Поначалу Родька плакал, потом разучился и только сжимал кулаки, как и другие подростки, прикоснувшиеся к людскому горю. Затем вроде притерпелся, пообвык. Радовался, когда с вечера укутывался город в непроглядную вату набухших туч, ненавидел ясное небо, когда плавала на нем предательская яркая луна. Тогда градом сыпались бомбы, ожесточенно лаяли разгоряченные зенитки, высверкивали серебристые колбасы аэростатных заграждений. Изо дня в день, из ночи в ночь…

Наловчился Родька выстреливаться из дома, упреждать материнские слезы и сутками крутиться на смертельно опасных улицах. Пока не начал голод умерять мальчишескую прыть. Он делал ватными ноги, учащенно постукивал сердчишком, вызывая старческую одышку. Все реже становились мальчишечьи побегушки, и все чаще Родька прибивался к холодной кушетке. Тайком вздыхала мать. Уж она-то знала, что слегший на постель, пожалуй, может и не подняться…

Голодными вечерами в комнату вваливался дядя Костя.

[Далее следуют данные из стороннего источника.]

#![allow(dead_code)]
//! Shared integration test utilities.

use std::collections::VecDeque;
use std::io::{self, IoSlice};
use std::sync::Once;

use deskmux::RawTransport;
use proptest::prelude::ProptestConfig;

static INIT_LOGGING: Once = Once::new();

/// Install a tracing subscriber once per test binary.
pub fn init_test_logging() {
    INIT_LOGGING.call_once(|| {
        let _ = tracing_subscriber::fmt()
            .with_env_filter(
                tracing_subscriber::EnvFilter::try_from_default_env()
                    .unwrap_or_else(|_| tracing_subscriber::EnvFilter::new("warn")),
            )
            .with_test_writer()
            .try_init();
    });
}

/// Proptest configuration with an explicit case count.
#[must_use]
pub fn test_proptest_config(cases: u32) -> ProptestConfig {
    ProptestConfig {
        cases,
        ..ProptestConfig::default()
    }
}

/// Scripted byte transport shared by the websocket integration tests.
///
/// Reads hand out queued chunks; writes are recorded and can be capped
/// per call (a cap of 0 forces would-block).
#[derive(Debug, Default)]
pub struct ScriptedTransport {
    pub input: VecDeque<Vec<u8>>,
    pub eof: bool,
    pub written: Vec<u8>,
    pub calls: Vec<Vec<u8>>,
    pub accept: VecDeque<usize>,
}

impl ScriptedTransport {
    #[must_use]
    pub fn with_input<I>(chunks: I) -> Self
    where
        I: IntoIterator,
        I::Item: AsRef<[u8]>,
    {
        Self {
            input: chunks.into_iter().map(|c| c.as_ref().to_vec()).collect(),
            ..Self::default()
        }
    }

    fn take(&mut self, buf: &[u8]) -> io::Result<usize> {
        let cap = self.accept.pop_front().unwrap_or(usize::MAX).min(buf.len());
        if cap == 0 && !buf.is_empty() {
            return Err(io::ErrorKind::WouldBlock.into());
        }
        self.written.extend_from_slice(&buf[..cap]);
        self.calls.push(buf[..cap].to_vec());
        Ok(cap)
    }
}

impl RawTransport for ScriptedTransport {
    fn read(&mut self, buf: &mut [u8]) -> io::Result<usize> {
        let Some(chunk) = self.input.front_mut() else {
            return if self.eof {
                Ok(0)
            } else {
                Err(io::ErrorKind::WouldBlock.into())
            };
        };
        let n = buf.len().min(chunk.len());
        buf[..n].copy_from_slice(&chunk[..n]);
        chunk.drain(..n);
        if chunk.is_empty() {
            self.input.pop_front();
        }
        Ok(n)
    }

    fn write(&mut self, buf: &[u8]) -> io::Result<usize> {
        self.take(buf)
    }

    fn writev(&mut self, bufs: &[IoSlice<'_>]) -> io::Result<usize> {
        let flat: Vec<u8> = bufs.iter().flat_map(|b| b.iter().copied()).collect();
        self.take(&flat)
    }
}

/// Frame a payload the way a masking client would put it on the wire.
#[must_use]
pub fn client_frame(payload: &[u8], mask: [u8; 4]) -> Vec<u8> {
    let mut wire = Vec::with_capacity(payload.len() + 14);
    wire.push(0x82);
    let len = payload.len();
    if len > 65535 {
        wire.push(0x80 | 127);
        wire.extend_from_slice(&(len as u64).to_be_bytes());
    } else if len >= 126 {
        wire.push(0x80 | 126);
        wire.extend_from_slice(&(len as u16).to_be_bytes());
    } else {
        wire.push(0x80 | len as u8);
    }
    wire.extend_from_slice(&mask);
    wire.extend(
        payload
            .iter()
            .enumerate()
            .map(|(i, byte)| byte ^ mask[i % 4]),
    );
    wire
}
//! Stateful WebSocket stream over a raw byte transport.
//!
//! [`WebSocket`] shuttles opaque binary payloads between the caller and a
//! [`RawTransport`], producing and consuming RFC 6455 frames invisibly.
//! Both directions are resumable: the transport may return would-block or
//! interrupted at any point and the state machine picks up where it left
//! off on the next call. Nothing here ever retries or sleeps.
//!
//! Outbound traffic is exclusively final unmasked binary frames, at most
//! one in flight at a time. Inbound close frames are acknowledged with a
//! bare two-byte close; ping, pong and text frames are discarded with a
//! warning after their payload has been consumed from the transport.

use std::io::{self, IoSlice};

use tracing::warn;

use super::frame::{fill_header, Opcode, ReadFrame, CONTROL_BIT, FIN_FLAG, MAX_HEADER_SIZE};
use super::RawTransport;

/// Reciprocal close frame: FIN | close opcode, zero payload.
const CLOSE_ACK: [u8; 2] = [FIN_FLAG | CONTROL_BIT, 0x00];

/// Bytes drained per call from a half-closed peer so a still-sending
/// remote cannot livelock the event loop.
const CLOSE_DRAIN_SIZE: usize = 128;

/// Outgoing side of the stream.
///
/// At most one binary frame is in flight. A frame's header must be fully
/// flushed before any of its payload leaves, and the close acknowledgement
/// may only start while no data frame is in progress.
#[derive(Debug, Clone, Copy)]
enum WriteState {
    /// Nothing in flight.
    Idle,
    /// A frame header is partially written; `payload` bytes follow it.
    Header {
        buf: [u8; MAX_HEADER_SIZE],
        pos: usize,
        len: usize,
        payload: u64,
    },
    /// The header is out; the caller still owes `remaining` payload bytes.
    Payload { remaining: u64 },
    /// The close acknowledgement is partially written.
    CloseAck { pos: usize },
}

/// Server-side WebSocket framing over a byte-oriented transport.
///
/// Created by [`upgrade`](super::handshake::upgrade) after a successful
/// HTTP handshake. Once the stream is closed every read returns 0 (after
/// draining a little peer data) and every write fails with broken-pipe.
#[derive(Debug)]
pub struct WebSocket<T> {
    transport: T,
    read_frame: ReadFrame,
    write: WriteState,
    close_pending: bool,
    closed: bool,
}

impl<T: RawTransport> WebSocket<T> {
    /// Wrap an already-upgraded transport.
    pub fn new(transport: T) -> Self {
        Self {
            transport,
            read_frame: ReadFrame::default(),
            write: WriteState::Idle,
            close_pending: false,
            closed: false,
        }
    }

    /// Whether the stream has been closed (by either side).
    #[must_use]
    pub fn is_closed(&self) -> bool {
        self.closed
    }

    /// Borrow the underlying transport.
    #[must_use]
    pub fn transport(&self) -> &T {
        &self.transport
    }

    /// Unwrap the stream, discarding framing state.
    #[must_use]
    pub fn into_inner(self) -> T {
        self.transport
    }

    /// Read unframed payload bytes into `buf`.
    ///
    /// Loops until `buf` is full or the transport would block. Returns the
    /// number of payload bytes delivered, 0 on orderly close, or the
    /// transport error. If the transport reports would-block or
    /// interrupted after some bytes were already delivered, the positive
    /// count is returned and the error is swallowed.
    ///
    /// A malformed frame header closes the stream and surfaces as
    /// [`io::ErrorKind::InvalidData`].
    ///
    /// # Errors
    ///
    /// Transport errors are propagated verbatim when no payload bytes
    /// were delivered by this call.
    pub fn read(&mut self, buf: &mut [u8]) -> io::Result<usize> {
        if self.closed || self.close_pending {
            let mut discard = [0u8; CLOSE_DRAIN_SIZE];
            let _ = self.transport.read(&mut discard);
            return Ok(0);
        }

        let mut delivered = 0;
        while delivered < buf.len() {
            if !self.read_frame.frame_ready {
                let needed = self.read_frame.bytes_needed();
                let pos = self.read_frame.header_pos;
                match self.transport.read(&mut self.read_frame.header[pos..pos + needed]) {
                    Ok(0) => {
                        self.closed = true;
                        return Ok(delivered);
                    }
                    Ok(rc) => {
                        self.read_frame.header_pos += rc;
                        if self.read_frame.bytes_needed() == 0 {
                            if let Err(err) = self.read_frame.parse() {
                                self.closed = true;
                                return Err(io::Error::new(io::ErrorKind::InvalidData, err));
                            }
                        }
                    }
                    Err(err) => return Self::partial_or_error(delivered, err),
                }
                continue;
            }

            match self.read_frame.opcode {
                Opcode::Close => {
                    self.close_pending = true;
                    self.read_frame.clear();
                    // Best effort: the reciprocal close goes out now if the
                    // transport allows, otherwise on the next write attempt.
                    let _ = self.flush_pending();
                    return Ok(delivered);
                }
                Opcode::Binary => {
                    if self.read_frame.remaining() == 0 {
                        self.read_frame.clear();
                        continue;
                    }
                    let want = (buf.len() - delivered)
                        .min(usize::try_from(self.read_frame.remaining()).unwrap_or(usize::MAX));
                    match self.transport.read(&mut buf[delivered..delivered + want]) {
                        Ok(0) => {
                            self.closed = true;
                            return Ok(delivered);
                        }
                        Ok(rc) => {
                            self.read_frame.relay(&mut buf[delivered..delivered + rc]);
                            delivered += rc;
                            if self.read_frame.remaining() == 0 {
                                self.read_frame.clear();
                            }
                        }
                        Err(err) => return Self::partial_or_error(delivered, err),
                    }
                }
                opcode => {
                    if self.read_frame.relayed == 0 {
                        warn!(
                            ?opcode,
                            len = self.read_frame.expected_len,
                            "discarding unexpected websocket frame"
                        );
                    }
                    if let Err(err) = self.skip_frame_payload() {
                        return Self::partial_or_error(delivered, err);
                    }
                    if self.closed {
                        return Ok(delivered);
                    }
                }
            }
        }

        Ok(delivered)
    }

    /// Consume the payload of a discarded frame from the transport.
    ///
    /// Resumable: on would-block the frame stays in place with its
    /// `relayed` cursor advanced and the next read continues the skip.
    fn skip_frame_payload(&mut self) -> io::Result<()> {
        let mut scratch = [0u8; CLOSE_DRAIN_SIZE];
        let want = self
            .read_frame
            .remaining()
            .min(scratch.len() as u64) as usize;
        if want == 0 {
            self.read_frame.clear();
            return Ok(());
        }
        match self.transport.read(&mut scratch[..want]) {
            Ok(0) => {
                self.closed = true;
                Ok(())
            }
            Ok(rc) => {
                self.read_frame.relay(&mut scratch[..rc]);
                if self.read_frame.remaining() == 0 {
                    self.read_frame.clear();
                }
                Ok(())
            }
            Err(err) => Err(err),
        }
    }

    fn partial_or_error(delivered: usize, err: io::Error) -> io::Result<usize> {
        if delivered > 0
            && matches!(
                err.kind(),
                io::ErrorKind::WouldBlock | io::ErrorKind::Interrupted
            )
        {
            Ok(delivered)
        } else {
            Err(err)
        }
    }

    /// Drive whatever the outgoing side still owes the wire.
    ///
    /// Finishes a partially written frame header, then (only when no data
    /// frame is in flight) emits the pending close acknowledgement.
    /// Returns `Ok` once new payload may be written or the stream has
    /// nothing pending; would-block is surfaced when the transport stalls
    /// mid-header or mid-acknowledgement.
    fn flush_pending(&mut self) -> io::Result<()> {
        loop {
            match self.write {
                WriteState::Payload { remaining } => {
                    if remaining > 0 {
                        // The caller still owes payload for the current
                        // frame; nothing else may go out before it.
                        return Ok(());
                    }
                    self.write = WriteState::Idle;
                }
                WriteState::Header { buf, pos, len, payload } => {
                    let rc = self.transport.write(&buf[pos..len])?;
                    if rc == 0 {
                        return Err(io::ErrorKind::WriteZero.into());
                    }
                    let pos = pos + rc;
                    if pos < len {
                        self.write = WriteState::Header { buf, pos, len, payload };
                        return Err(io::ErrorKind::WouldBlock.into());
                    }
                    self.write = WriteState::Payload { remaining: payload };
                    if payload > 0 {
                        return Ok(());
                    }
                }
                WriteState::CloseAck { pos } => {
                    let rc = self.transport.write(&CLOSE_ACK[pos..])?;
                    let pos = pos + rc;
                    if pos < CLOSE_ACK.len() {
                        self.write = WriteState::CloseAck { pos };
                        return Err(io::ErrorKind::WouldBlock.into());
                    }
                    self.write = WriteState::Idle;
                    self.close_pending = false;
                    self.closed = true;
                }
                WriteState::Idle => {
                    if self.close_pending {
                        self.write = WriteState::CloseAck { pos: 0 };
                        continue;
                    }
                    return Ok(());
                }
            }
        }
    }

    /// Start a new outgoing binary frame of `len` payload bytes.
    fn begin_frame(&mut self, len: u64) -> io::Result<()> {
        debug_assert!(matches!(self.write, WriteState::Idle));
        let mut buf = [0u8; MAX_HEADER_SIZE];
        let header_len = fill_header(&mut buf, len);
        self.write = WriteState::Header {
            buf,
            pos: 0,
            len: header_len,
            payload: len,
        };
        self.flush_pending()
    }

    /// Write payload bytes as (part of) a binary frame.
    ///
    /// When a previous frame's payload is still owed, the write continues
    /// that frame and is clamped so it cannot straddle the frame boundary;
    /// otherwise a header for `buf.len()` bytes is emitted first. Returns
    /// the number of payload bytes accepted.
    ///
    /// # Errors
    ///
    /// Fails with [`io::ErrorKind::BrokenPipe`] once the stream is closed,
    /// and with would-block if the transport stalls before any payload of
    /// this call is accepted.
    pub fn write(&mut self, buf: &[u8]) -> io::Result<usize> {
        if self.closed {
            return Err(io::ErrorKind::BrokenPipe.into());
        }
        self.flush_pending()?;
        if self.closed {
            return Err(io::ErrorKind::BrokenPipe.into());
        }

        let len = match self.write {
            WriteState::Payload { remaining } => {
                buf.len().min(usize::try_from(remaining).unwrap_or(usize::MAX))
            }
            WriteState::Idle => {
                self.begin_frame(buf.len() as u64)?;
                buf.len()
            }
            WriteState::Header { .. } | WriteState::CloseAck { .. } => {
                unreachable!("flush_pending never leaves a partial header behind on success")
            }
        };

        let rc = self.transport.write(&buf[..len])?;
        if let WriteState::Payload { remaining } = &mut self.write {
            *remaining -= rc as u64;
            if *remaining == 0 {
                self.write = WriteState::Idle;
            }
        }
        Ok(rc)
    }

    /// Vectored variant of [`Self::write`].
    ///
    /// For a new frame the freshly built header is prepended as a
    /// synthetic first slice and the whole thing goes out in a single
    /// `writev`. If the transport accepts fewer bytes than the header
    /// length, the header position is recorded and would-block is
    /// returned; the next call finishes the header before any payload.
    /// Otherwise the surplus beyond the header is returned as the payload
    /// byte count.
    ///
    /// # Errors
    ///
    /// Same error surface as [`Self::write`].
    pub fn writev(&mut self, bufs: &[IoSlice<'_>]) -> io::Result<usize> {
        if self.closed {
            return Err(io::ErrorKind::BrokenPipe.into());
        }
        self.flush_pending()?;
        if self.closed {
            return Err(io::ErrorKind::BrokenPipe.into());
        }

        match self.write {
            WriteState::Payload { remaining } => {
                let constrained = constrain_iov(bufs, remaining);
                let rc = self.transport.writev(&constrained)?;
                if let WriteState::Payload { remaining } = &mut self.write {
                    *remaining -= rc as u64;
                    if *remaining == 0 {
                        self.write = WriteState::Idle;
                    }
                }
                Ok(rc)
            }
            WriteState::Idle => {
                let total: u64 = bufs.iter().map(|b| b.len() as u64).sum();
                let mut header = [0u8; MAX_HEADER_SIZE];
                let header_len = fill_header(&mut header, total);

                let mut out = Vec::with_capacity(bufs.len() + 1);
                out.push(IoSlice::new(&header[..header_len]));
                out.extend_from_slice(bufs);

                let rc = self.transport.writev(&out)?;
                if rc < header_len {
                    self.write = WriteState::Header {
                        buf: header,
                        pos: rc,
                        len: header_len,
                        payload: total,
                    };
                    return Err(io::ErrorKind::WouldBlock.into());
                }

                let surplus = rc - header_len;
                let remaining = total - surplus as u64;
                self.write = if remaining > 0 {
                    WriteState::Payload { remaining }
                } else {
                    WriteState::Idle
                };
                Ok(surplus)
            }
            WriteState::Header { .. } | WriteState::CloseAck { .. } => {
                unreachable!("flush_pending never leaves a partial header behind on success")
            }
        }
    }
}
//! Server-side WebSocket framing (RFC 6455).
//!
//! This module wraps an arbitrary byte-oriented transport in WebSocket
//! framing: [`handshake::upgrade`] validates the HTTP Upgrade request and
//! produces a [`WebSocket`] stream that reads and writes opaque binary
//! payloads, handling headers, masking and the close handshake invisibly.
//!
//! # Architecture
//!
//! - `frame`: wire format parse/emit (RFC 6455 Section 5)
//! - `handshake`: HTTP upgrade negotiation (RFC 6455 Section 4)
//! - `stream`: stateful read/write over [`RawTransport`] callbacks
//!
//! Deliberate deviations from the RFC, inherited from the remote-desktop
//! use case: continuation frames are never reassembled (a non-final
//! continuation is treated as binary so bytes flow with minimal latency),
//! pings are not answered, and only binary final frames are produced.

mod frame;
mod handshake;
mod stream;

pub use frame::{extract_length, fill_header, FrameError, Opcode, ReadFrame, MAX_HEADER_SIZE};
pub use handshake::{compute_accept_key, upgrade, HandshakeError};
pub use stream::WebSocket;

use std::io::{self, IoSlice};

/// Byte-oriented transport consumed by the framing layer.
///
/// Semantics mirror POSIX I/O: `Ok(0)` means orderly EOF, an error of
/// kind [`io::ErrorKind::WouldBlock`] or [`io::ErrorKind::Interrupted`]
/// means try again on readiness, anything else is fatal. The framing
/// layer never retries a call itself.
pub trait RawTransport {
    /// Read up to `buf.len()` bytes.
    fn read(&mut self, buf: &mut [u8]) -> io::Result<usize>;

    /// Write up to `buf.len()` bytes.
    fn write(&mut self, buf: &[u8]) -> io::Result<usize>;

    /// Vectored write; may accept fewer bytes than the slices carry.
    fn writev(&mut self, bufs: &[IoSlice<'_>]) -> io::Result<usize>;
}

Родьке всегда было чудно, что он так и не осилил русскую речь. Двухметровый татарин смешно коверкал слова и добрыми глазами всматривался в соседей — понимают ли? Дядя Костя служил в зоопарке, а тетя Дина пилила его всякую свободную минуту — неужели нет работы приличнее? Гигант побаивался языкастой жены, при ее наскоках уменьшался прямо на глазах, готовно исполнял все капризы маленькой супруги, но в главном держался неотступно — после громких слезливых сцен как ни в чем не бывало отправлялся к своим животным.

Когда Родька накрепко приклеился к постели и коварная водянка начала наливать его распухавшие ноги, дядя Костя подолгу засиживался в их комнате. И Родька замечал, что и в дядю Костю уже заползла дистрофия, и трудноносить ему высокое большое тело.